2002’s BUG has very little to do with bugs. It starts with a child squishing a roach, and scattered throughout the film, there are bug references. That’s not what the movie’s about. Ever since Richard Linklater’s SLACKER (1991), there’s been a subgenre in indie flicks where, instead of one large over-arching plot, there are a handful of loosely connected vignettes. We never get to know the characters; in fact we rarely learn their names. It takes a strong script to survive an ensemble story, and BUG had some decent writers behind it. Directed by two screenwriters (Phil Hay and Matt Manifred), they give enough information about the characters, but not so much that it bogs down the story. The forementioned bug squishing inspires a lonely man to put on an insect costume and jump from the roof of a skyscraper, only to be stopped by one good-hearted man who gets a parking ticket every time he stops to do a good deed. What is the first man trying to say with his attempted suicide? What is it that keeps the second man motivated to do kindness, despite the cards that appear stacked against him? We never find out because we never need to. And therein lies the key to BUG—it keeps the focus on needed information and, unlike most flicks by first-time indie filmmakers, avoids self-indulgence.
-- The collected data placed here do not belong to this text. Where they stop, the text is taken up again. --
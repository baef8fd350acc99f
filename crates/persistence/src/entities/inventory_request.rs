//! Inventory request entity (database row mapping).

use chrono::{DateTime, Utc};
use domain::models::{RequestStatus, RequestType};
use sqlx::FromRow;
use uuid::Uuid;

/// Database enum for request status.
#[derive(Debug, Clone, Copy, PartialEq, Eq, sqlx::Type)]
#[sqlx(type_name = "request_status", rename_all = "lowercase")]
pub enum RequestStatusDb {
    Pending,
    Approved,
    Rejected,
}

impl From<RequestStatusDb> for RequestStatus {
    fn from(status: RequestStatusDb) -> Self {
        match status {
            RequestStatusDb::Pending => RequestStatus::Pending,
            RequestStatusDb::Approved => RequestStatus::Approved,
            RequestStatusDb::Rejected => RequestStatus::Rejected,
        }
    }
}

impl From<RequestStatus> for RequestStatusDb {
    fn from(status: RequestStatus) -> Self {
        match status {
            RequestStatus::Pending => RequestStatusDb::Pending,
            RequestStatus::Approved => RequestStatusDb::Approved,
            RequestStatus::Rejected => RequestStatusDb::Rejected,
        }
    }
}

/// Database enum for request type.
#[derive(Debug, Clone, Copy, PartialEq, Eq, sqlx::Type)]
#[sqlx(type_name = "request_type", rename_all = "lowercase")]
pub enum RequestTypeDb {
    New,
    Exchange,
}

impl From<RequestTypeDb> for RequestType {
    fn from(request_type: RequestTypeDb) -> Self {
        match request_type {
            RequestTypeDb::New => RequestType::New,
            RequestTypeDb::Exchange => RequestType::Exchange,
        }
    }
}

impl From<RequestType> for RequestTypeDb {
    fn from(request_type: RequestType) -> Self {
        match request_type {
            RequestType::New => RequestTypeDb::New,
            RequestType::Exchange => RequestTypeDb::Exchange,
        }
    }
}

/// Database row mapping for the inventory_requests table.
#[derive(Debug, Clone, FromRow)]
pub struct InventoryRequestEntity {
    pub id: Uuid,
    pub employee_id: Uuid,
    pub inventory_id: Uuid,
    pub request_type: RequestTypeDb,
    pub reason: String,
    pub status: RequestStatusDb,
    pub created_at: DateTime<Utc>,
    pub updated_at: DateTime<Utc>,
}

/// Request joined with employee and item names for listing.
#[derive(Debug, Clone, FromRow)]
pub struct RequestWithNamesEntity {
    pub id: Uuid,
    pub employee_id: Uuid,
    pub employee_name: String,
    pub desk_number: String,
    pub inventory_id: Uuid,
    pub inventory_name: String,
    pub request_type: RequestTypeDb,
    pub reason: String,
    pub status: RequestStatusDb,
    pub created_at: DateTime<Utc>,
}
Bug | Brian Cox | Michael Hitchcock | Phil Hay | Movie Trailer | Review
By contrast, BUG from 1975 is about insects. Specifically, roaches from beneath the Earth’s surface that travel by car exhaust and make things (including people and cats) catch fire. Sounds corny. But this one was co-written by William Castle, the brilliant mind behind gimmick flicks like THE TINGLER and 13 GHOSTS and that man knew how to create a story that was a damn good time to see. It didn’t try and have a deeper meaning, or deliver a Very Important Message. Instead, the director and writers realized they were making a movie about roaches that make things explode and ran with it. The deaths are alternately frightening and hilarious. Like some of the best monster movies throughout history, 1975’s BUG is pure fun.
In 2006, William Friedkin made his own BUG movie, this one based on a stage play. Yes, the story involves bugs, however, it does not involve insects. Peter Evans recently returned from the first gulf war, where he had to undergo unnamed medical treatments, He believes the doctors implanted a “bug” somewhere on his body to spy on him. The story is told through the eyes of his new girlfriend, played by Ashley Judd, as she travels with him deeper and deeper into his world of fear and paranoia. Was he really the subject of unspeakable experiments? It doesn’t matter. What does matter is what they believe. Friedkin is a master filmmaker, and by the end, you can almost feel the world closing in the way the two main characters experience it.
Three completely distinct movies, one title. As a writer I find it fascinating how a single word can be interpreted in such different ways. It would make for a fun exercise to see all the different ways a writer can interpret a single word or concept. But in the meantime I might just go watch the other BUGS….
Where to find the movies:
The 2006 and 1975 versions are still in print. The 2002 BUG is out of print but can be found for less than a dollar on EBay. That is, if you don’t mind combing through the 841 results for movies with “bug” in the title.